[[ Material supplied open ]]

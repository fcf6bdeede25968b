//! V4 standard hardware layer.
//!
//! Bytecode running on the V4 VM reaches hardware through numbered SYS calls carrying exactly three
//! integer arguments. This crate maps those calls to handlers ([registry]), resolves logical device
//! coordinates through the [ddt] table, and implements the standard handler sets on top.
//!
//! Nothing here is global: a [SysRuntime] (or hand-assembled parts) is created and owned by whoever
//! embeds the VM.

#![no_std]
extern crate alloc;

#[macro_use]
pub mod macros;
pub mod error;
pub mod registry;
mod runtime;

#[cfg(feature = "cap")]
pub mod cap;
#[cfg(feature = "led")]
pub mod led;

pub use ddt;
pub use error::SysError;
pub use registry::{HandlerRegistry, SysHandler};
pub use runtime::{SysInfo, SysRuntime};
pub use sys_ids;

#[doc(hidden)]
pub use log as __log;

#[cfg(any(feature = "led", feature = "cap"))]
use ddt::{DeviceDescriptor, DeviceKind, DeviceRole, DeviceTable};

/// Resolve raw call arguments to a descriptor.
///
/// Kind and role values that are not known enum values never match anything, so they report
/// [SysError::DeviceNotFound] like any other miss. Only the low byte of `index` is significant:
/// `256` addresses index `0` and `-1` addresses index `255`.
#[cfg(any(feature = "led", feature = "cap"))]
pub(crate) fn find_raw(
    table: &DeviceTable,
    kind: i32,
    role: i32,
    index: i32,
) -> Result<&'static DeviceDescriptor, SysError> {
    let kind = u8::try_from(kind)
        .ok()
        .and_then(|kind| DeviceKind::try_from(kind).ok())
        .ok_or(SysError::DeviceNotFound)?;
    let role = u8::try_from(role)
        .ok()
        .and_then(|role| DeviceRole::try_from(role).ok())
        .ok_or(SysError::DeviceNotFound)?;
    let index = index as u8;
    table
        .find_device(kind, role, index)
        .ok_or(SysError::DeviceNotFound)
}
use std::path::{Path, PathBuf};
use tokio_postgres::NoTls;
use tracing::{debug, info, warn};

use crate::config::DatabaseConfig;
use crate::error::{Result, WorkerError};
use crate::model::AnalysisRecord;

/// Writes one analysis record per run to `<results_dir>/<analysis_id>.json`.
pub struct ResultsWriter {
    results_dir: PathBuf,
}

impl ResultsWriter {
    pub fn new(results_dir: &Path) -> Self {
        Self {
            results_dir: results_dir.to_path_buf(),
        }
    }

    pub async fn write(&self, record: &AnalysisRecord) -> Result<PathBuf> {
        tokio::fs::create_dir_all(&self.results_dir).await?;

        let path = self
            .results_dir
            .join(format!("{}.json", record.analysis_id));
        let json = serde_json::to_string_pretty(record)?;
        tokio::fs::write(&path, json).await?;

        info!("Result file written: {}", path.display());
        Ok(path)
    }
}

/// Inserts one row per run into the configured Postgres table.
///
/// The connection is opened, used for a single insert and dropped within
/// this call; there is no pooling or reuse across runs. With no host
/// configured the insert is a silent no-op.
pub struct DatabaseWriter {
    config: DatabaseConfig,
}

impl DatabaseWriter {
    pub fn new(config: DatabaseConfig) -> Self {
        Self { config }
    }

    pub async fn insert(&self, record: &AnalysisRecord) -> Result<()> {
        let Some(host) = self.config.host.as_deref() else {
            debug!("No database host configured, skipping insert");
            return Ok(());
        };

        let conn_params = format!(
            "host={} port={} user={} password={} dbname={}",
            host, self.config.port, self.config.user, self.config.password, self.config.dbname
        );

        let (client, connection) = tokio_postgres::connect(&conn_params, NoTls)
            .await
            .map_err(|e| WorkerError::Persistence(e.to_string()))?;

        tokio::spawn(async move {
            if let Err(e) = connection.await {
                warn!("Database connection error: {}", e);
            }
        });

        let statement = format!(
            "INSERT INTO {} \
             (analysis_id, transcript_id, creator_id, entities, tone, style, safety_flags, created_at, updated_at) \
             VALUES ($1, $2, $3, $4, $5, $6, $7, $8, $9)",
            self.config.table
        );

        let entities = serde_json::to_value(&record.document.entities)?;
        let tone = serde_json::to_value(&record.document.tone)?;
        let style = serde_json::to_value(&record.document.style)?;
        let safety_flags = serde_json::to_value(&record.document.safety_flags)?;

        client
            .execute(
                &statement,
                &[
                    &record.analysis_id,
                    &record.transcript_id,
                    &record.creator_id,
                    &entities,
                    &tone,
                    &style,
                    &safety_flags,
                    &record.created_at,
                    &record.created_at,
                ],
            )
            .await
            .map_err(|e| WorkerError::Persistence(e.to_string()))?;

        info!("Row inserted into {}", self.config.table);
        Ok(())
    }
}

#[cfg(test)]
mod tests {
    use super::*;
    use crate::model::ClassificationDocument;
    use chrono::Utc;

    fn sample_record() -> AnalysisRecord {
        AnalysisRecord {
            analysis_id: "an-123".to_string(),
            transcript_id: "tr-456".to_string(),
            creator_id: "cr-789".to_string(),
            document: ClassificationDocument::default(),
            created_at: Utc::now(),
            status: "success".to_string(),
        }
    }

    #[tokio::test]
    async fn test_write_names_file_by_analysis_id() {
        let dir = tempfile::tempdir().unwrap();
        let writer = ResultsWriter::new(dir.path());

        let path = writer.write(&sample_record()).await.unwrap();
        assert_eq!(path, dir.path().join("an-123.json"));

        let content = tokio::fs::read_to_string(&path).await.unwrap();
        let value: serde_json::Value = serde_json::from_str(&content).unwrap();
        assert_eq!(value["analysis_id"], "an-123");
        assert_eq!(value["status"], "success");
        assert!(value.get("entities").is_some());
    }

    #[tokio::test]
    async fn test_write_creates_results_dir() {
        let dir = tempfile::tempdir().unwrap();
        let nested = dir.path().join("deep").join("results");
        let writer = ResultsWriter::new(&nested);

        writer.write(&sample_record()).await.unwrap();
        assert!(nested.join("an-123.json").exists());
    }

    #[tokio::test]
    async fn test_insert_without_host_is_noop() {
        let writer = DatabaseWriter::new(DatabaseConfig {
            host: None,
            port: 5432,
            user: "postgres".to_string(),
            password: String::new(),
            dbname: "entity_classification".to_string(),
            table: "scribe_entity_classification_dev".to_string(),
        });

        writer.insert(&sample_record()).await.unwrap();
    }
}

[[ Material supplied closed ]]

What to do: Print the lines above from the one with "pub struct ResultsWriter" through the one with "With no host", both included, exactly as written and nothing more.

Answer to this exercise:
pub struct ResultsWriter {
    results_dir: PathBuf,
}

impl ResultsWriter {
    pub fn new(results_dir: &Path) -> Self {
        Self {
            results_dir: results_dir.to_path_buf(),
        }
    }

    pub async fn write(&self, record: &AnalysisRecord) -> Result<PathBuf> {
        tokio::fs::create_dir_all(&self.results_dir).await?;

        let path = self
            .results_dir
            .join(format!("{}.json", record.analysis_id));
        let json = serde_json::to_string_pretty(record)?;
        tokio::fs::write(&path, json).await?;

        info!("Result file written: {}", path.display());
        Ok(path)
    }
}

/// Inserts one row per run into the configured Postgres table.
///
/// The connection is opened, used for a single insert and dropped within
/// this call; there is no pooling or reuse across runs. With no host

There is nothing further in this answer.